A new report from research firm Evaluate gives the medtech industry a fair grade for its performance in 2021. It notes that much of the industry benefited from relaxed rules that had banned nonurgent healthcare visits and elective procedures in 2020. Robotic surgery, imaging, and hearing aid developers fared the best, according to the report.
“Biopharma and Medtech Half-Year Review 2021,” grades the overall outlook for the industry at “steadfastly average,” but adds that this is an improvement over a year ago and may indicate “a belief among investors that the sector is returning to normal after a turbulent 18 months.”

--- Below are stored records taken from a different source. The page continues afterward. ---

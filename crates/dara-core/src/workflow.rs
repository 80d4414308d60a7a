// crates/dara-core/src/workflow.rs
// ============================================================================
// Module: Dara Workflow Model
// Description: Workflow schemas and the tagged step variants they contain.
// Purpose: Represent immutable, ordered step lists with stable wire forms.
// Dependencies: crate::{identifiers, time}, serde
// ============================================================================

//! ## Overview
//! A workflow is a named, immutable, ordered list of steps. Steps are a
//! tagged serde enum so unknown step kinds are rejected when a schema is
//! loaded, not when a run reaches the offending step. Each artifact-producing
//! step carries an optional filename with a per-kind default.

// ============================================================================
// SECTION: Imports
// ============================================================================

use serde::Deserialize;
use serde::Serialize;

use crate::identifiers::WorkflowId;
use crate::time::Timestamp;

// ============================================================================
// SECTION: Step Variants
// ============================================================================

/// Default artifact filename for agent drafting steps.
const DEFAULT_AGENT_ARTIFACT: &str = "draft.txt";
/// Default artifact filename for tool invocation steps.
const DEFAULT_TOOL_ARTIFACT: &str = "tool_output.json";
/// Default artifact filename for HTTP steps.
const DEFAULT_HTTP_ARTIFACT: &str = "http_response.txt";

/// Default action type for approval gates without an explicit one.
fn default_gate_action_type() -> String {
    "approval".to_string()
}

/// One step of a workflow schema.
///
/// # Invariants
/// - The `type` tag is stable on the wire; unknown tags fail deserialization.
/// - A `tool_step` with `write = true` requires an approved gate before it
///   executes; the gate is keyed by the step's canonical fingerprint.
#[derive(Debug, Clone, PartialEq, Serialize, Deserialize)]
#[serde(tag = "type", rename_all = "snake_case")]
pub enum StepSpec {
    /// Produces a textual draft from the run input.
    AgentStep {
        /// Step name, recorded for operators.
        name: String,
        /// Artifact filename override.
        #[serde(default, skip_serializing_if = "Option::is_none")]
        artifact: Option<String>,
    },
    /// Suspends the run pending a human decision.
    ApprovalGate {
        /// Action type shown to the approver.
        #[serde(default = "default_gate_action_type")]
        action_type: String,
    },
    /// Invokes an external tool or the local shell.
    ToolStep {
        /// Tool name; `shell_command` selects local shell execution.
        tool_name: String,
        /// Whether the tool has side effects and must be gated.
        #[serde(default)]
        write: bool,
        /// Artifact filename override.
        #[serde(default, skip_serializing_if = "Option::is_none")]
        artifact: Option<String>,
        /// Shell command string, used only by `shell_command`.
        #[serde(default, skip_serializing_if = "Option::is_none")]
        command: Option<String>,
    },
    /// Placeholder for outbound HTTP; produces a textual artifact.
    HttpStep {
        /// Artifact filename override.
        #[serde(default, skip_serializing_if = "Option::is_none")]
        artifact: Option<String>,
    },
}

impl StepSpec {
    /// Returns the artifact filename for this step, if it produces one.
    ///
    /// Approval gates never produce artifacts; every other kind falls back
    /// to its per-kind default filename.
    #[must_use]
    pub fn artifact_filename(&self) -> Option<&str> {
        match self {
            Self::AgentStep { artifact, .. } => {
                Some(artifact.as_deref().unwrap_or(DEFAULT_AGENT_ARTIFACT))
            }
            Self::ApprovalGate { .. } => None,
            Self::ToolStep { artifact, .. } => {
                Some(artifact.as_deref().unwrap_or(DEFAULT_TOOL_ARTIFACT))
            }
            Self::HttpStep { artifact } => {
                Some(artifact.as_deref().unwrap_or(DEFAULT_HTTP_ARTIFACT))
            }
        }
    }
}

// ============================================================================
// SECTION: Workflow Schema
// ============================================================================

/// Ordered step list with a display name.
///
/// # Invariants
/// - Immutable after creation; fingerprints of contained steps are stable.
#[derive(Debug, Clone, PartialEq, Serialize, Deserialize)]
pub struct WorkflowSchema {
    /// Human-readable workflow name.
    pub name: String,
    /// Ordered steps executed by the interpreter.
    pub steps: Vec<StepSpec>,
}

/// Stored workflow row.
#[derive(Debug, Clone, PartialEq, Serialize, Deserialize)]
pub struct WorkflowRecord {
    /// Workflow identifier.
    pub id: WorkflowId,
    /// Human-readable workflow name.
    pub name: String,
    /// Parsed step schema.
    pub schema: WorkflowSchema,
    /// Creation timestamp.
    pub created_at: Timestamp,
}

// ============================================================================
// SECTION: Tests
// ============================================================================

Some good news is that M&A activity for just the first six months of 2021 out-paced all of 2020. The report’s analysts attribute the deals — worth $31 billion — to a “pent-up demand owing to the deals put on hold last year,” at the height of the pandemic.
The top five deals (in the first half of the year) included:
Siemens Healthineers purchase of Varian Medical Systems ($16.4 billion)

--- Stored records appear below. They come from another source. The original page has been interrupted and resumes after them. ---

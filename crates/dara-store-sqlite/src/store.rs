// crates/dara-store-sqlite/src/store.rs
// ============================================================================
// Module: SQLite Control-Plane Store
// Description: Transactional persistence for all control-plane tables.
// Purpose: Serialize writers and keep run read-modify-write cycles atomic.
// Dependencies: dara-core, rusqlite, serde_json
// ============================================================================

//! ## Overview
//! One `SQLite` database file holds every table named by the data model:
//! workflows, runs, approvals, artifacts, connectors, secrets, and the model
//! preset catalog. The schema is additive and idempotent (`CREATE TABLE IF
//! NOT EXISTS`); existing schemas are never migrated. A single process-wide
//! mutex guards the connection, which serializes writers — the engine's
//! correctness depends on read-modify-write atomicity of a run row. Reads
//! outside a transaction are permitted for list/get operations; every write
//! goes through [`SqliteStore::tx`].

// ============================================================================
// SECTION: Imports
// ============================================================================

use std::path::Path;
use std::sync::Arc;
use std::sync::Mutex;
use std::sync::MutexGuard;

use dara_core::ApprovalId;
use dara_core::ApprovalRecord;
use dara_core::ApprovalStatus;
use dara_core::ArtifactKind;
use dara_core::ArtifactRecord;
use dara_core::ConnectorRecord;
use dara_core::ModelPreset;
use dara_core::RunId;
use dara_core::RunRecord;
use dara_core::RunStatus;
use dara_core::SecretHeader;
use dara_core::SecretId;
use dara_core::StoreError;
use dara_core::Timestamp;
use dara_core::WorkflowId;
use dara_core::WorkflowRecord;
use dara_core::WorkflowSchema;
use dara_core::identifiers::ArtifactId;
use dara_core::identifiers::ConnectorId;
use rusqlite::Connection;
use rusqlite::OptionalExtension;
use rusqlite::Transaction;
use rusqlite::params;

// ============================================================================
// SECTION: Constants
// ============================================================================

/// Busy timeout applied to the shared connection (ms).
const BUSY_TIMEOUT_MS: u64 = 5_000;

/// Idempotent schema statements, executed on every open.
const SCHEMA: &[&str] = &[
    "CREATE TABLE IF NOT EXISTS workflows (
        id TEXT PRIMARY KEY,
        name TEXT NOT NULL,
        schema TEXT NOT NULL,
        created_at TEXT NOT NULL
    )",
    "CREATE TABLE IF NOT EXISTS runs (
        id TEXT PRIMARY KEY,
        workflow_id TEXT NOT NULL,
        status TEXT NOT NULL,
        current_step INTEGER NOT NULL,
        input TEXT,
        created_at TEXT NOT NULL,
        updated_at TEXT NOT NULL
    )",
    "CREATE TABLE IF NOT EXISTS approvals (
        id TEXT PRIMARY KEY,
        run_id TEXT NOT NULL,
        action_type TEXT NOT NULL,
        payload_hash TEXT NOT NULL,
        status TEXT NOT NULL,
        decided_by TEXT,
        decided_at TEXT
    )",
    "CREATE TABLE IF NOT EXISTS artifacts (
        id TEXT PRIMARY KEY,
        run_id TEXT NOT NULL,
        path TEXT NOT NULL,
        type TEXT NOT NULL,
        created_at TEXT NOT NULL
    )",
    "CREATE TABLE IF NOT EXISTS connectors (
        id TEXT PRIMARY KEY,
        name TEXT NOT NULL,
        status TEXT NOT NULL,
        metadata TEXT,
        created_at TEXT NOT NULL
    )",
    "CREATE TABLE IF NOT EXISTS secrets (
        id TEXT PRIMARY KEY,
        scope TEXT NOT NULL,
        name TEXT NOT NULL,
        value TEXT NOT NULL,
        created_at TEXT NOT NULL
    )",
    "CREATE TABLE IF NOT EXISTS model_presets (
        name TEXT PRIMARY KEY,
        model TEXT NOT NULL
    )",
    "CREATE TABLE IF NOT EXISTS model_preset_state (
        id INTEGER PRIMARY KEY CHECK (id = 1),
        active_preset TEXT NOT NULL
    )",
];

// ============================================================================
// SECTION: Error Helpers
// ============================================================================

/// Maps a `rusqlite` error into the shared store error type.
fn db_err(err: rusqlite::Error) -> StoreError {
    StoreError::Db(err.to_string())
}

/// Parses a stored step index into `usize`.
fn parse_step_index(raw: i64) -> Result<usize, StoreError> {
    usize::try_from(raw)
        .map_err(|_| StoreError::Invalid(format!("negative current_step: {raw}")))
}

Steris acquisition of Cantel Medical ($4.6 billion)
Philips purchase of Biotelemetry ($2.8 billion)
Exact Sciences acquisition of Thrive Earlier Detection ($2.2 billion)
Hologic acquisition of Mobidiag ($795 million)

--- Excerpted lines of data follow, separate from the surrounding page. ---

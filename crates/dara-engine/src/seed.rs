// crates/dara-engine/src/seed.rs
// ============================================================================
// Module: Seed Workflows
// Description: Workflows seeded idempotently at engine startup.
// Purpose: Ship the default secretary and smoke workflows with every deploy.
// Dependencies: dara-core
// ============================================================================

//! ## Overview
//! Two workflows exist in every deployment: the gated secretary flow (draft,
//! gate, two write tools) and an ungated shell smoke test. Seeding uses
//! insert-or-ignore semantics, so operator-visible ids stay stable and
//! existing rows are never rewritten.

// ============================================================================
// SECTION: Imports
// ============================================================================

use dara_core::StepSpec;
use dara_core::Timestamp;
use dara_core::WorkflowId;
use dara_core::WorkflowRecord;
use dara_core::WorkflowSchema;

// ============================================================================
// SECTION: Seed Definitions
// ============================================================================

/// Identifier of the default secretary workflow.
pub const SECRETARY_WORKFLOW_ID: &str = "secretary-default";
/// Identifier of the smoke-test workflow.
pub const SMOKE_WORKFLOW_ID: &str = "agent0-smoke";

/// Returns the workflows seeded at startup.
#[must_use]
pub fn default_workflows() -> Vec<WorkflowRecord> {
    let created_at = Timestamp::now();
    vec![
        WorkflowRecord {
            id: WorkflowId::new(SECRETARY_WORKFLOW_ID),
            name: "Draft Email + Schedule Follow-up".to_string(),
            schema: WorkflowSchema {
                name: "Draft Email + Schedule Follow-up".to_string(),
                steps: vec![
                    StepSpec::AgentStep {
                        name: "draft_email".to_string(),
                        artifact: Some("draft_email.txt".to_string()),
                    },
                    StepSpec::ApprovalGate {
                        action_type: "approve_email_send".to_string(),
                    },
                    StepSpec::ToolStep {
                        tool_name: "send_email".to_string(),
                        write: true,
                        artifact: Some("email_payload.json".to_string()),
                        command: None,
                    },
                    StepSpec::ToolStep {
                        tool_name: "create_calendar_event".to_string(),
                        write: true,
                        artifact: Some("calendar_payload.json".to_string()),
                        command: None,
                    },
                ],
            },
            created_at: created_at.clone(),
        },
        WorkflowRecord {
            id: WorkflowId::new(SMOKE_WORKFLOW_ID),
            name: "Agent 0 Smoke Test".to_string(),
            schema: WorkflowSchema {
                name: "Agent 0 Smoke Test".to_string(),
                steps: vec![
                    StepSpec::ToolStep {
                        tool_name: "shell_command".to_string(),
                        write: false,
                        artifact: Some("node_version.txt".to_string()),
                        command: Some("node -v".to_string()),
                    },
                    StepSpec::ToolStep {
                        tool_name: "shell_command".to_string(),
                        write: false,
                        artifact: Some("python_version.txt".to_string()),
                        command: Some("python --version".to_string()),
                    },
                    StepSpec::ToolStep {
                        tool_name: "shell_command".to_string(),
                        write: false,
                        artifact: Some("smoke.txt".to_string()),
                        command: Some("echo 'smoke ok' > smoke.txt".to_string()),
                    },
                ],
            },
            created_at,
        },
    ]
}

VC investment was also healthy, and the analysts say this was due primarily to the pandemic.
“As with the greatest share price moves among listed medtechs, the pandemic has driven much of the action. Some of the biggest rounds have gone to companies active in telehealth, digital therapies, and home treatment, all of which have seen increased uptake under lockdown.”
COVID-19 diagnostics developers also did well. The report points to a very different trend for low-risk novel devices, noting that 14 de novo 510(k) clearances were awarded in the first half of 2021; that number had reached 22 as of mid-October, compared with a total of 26 in 2020.
FDA, of course, had a starring role in medtech’s success as it pushed muchneeded diagnostics and devices to the market via emergency use authorization to combat COVID-19. But that flurry of activity has slowed down.
“Now it seems that burnout might have hit the agency. During the first six months of 2021 the FDA awarded just 12 first-time premarket approvals and one humanitarian device exemption,” the analysts note.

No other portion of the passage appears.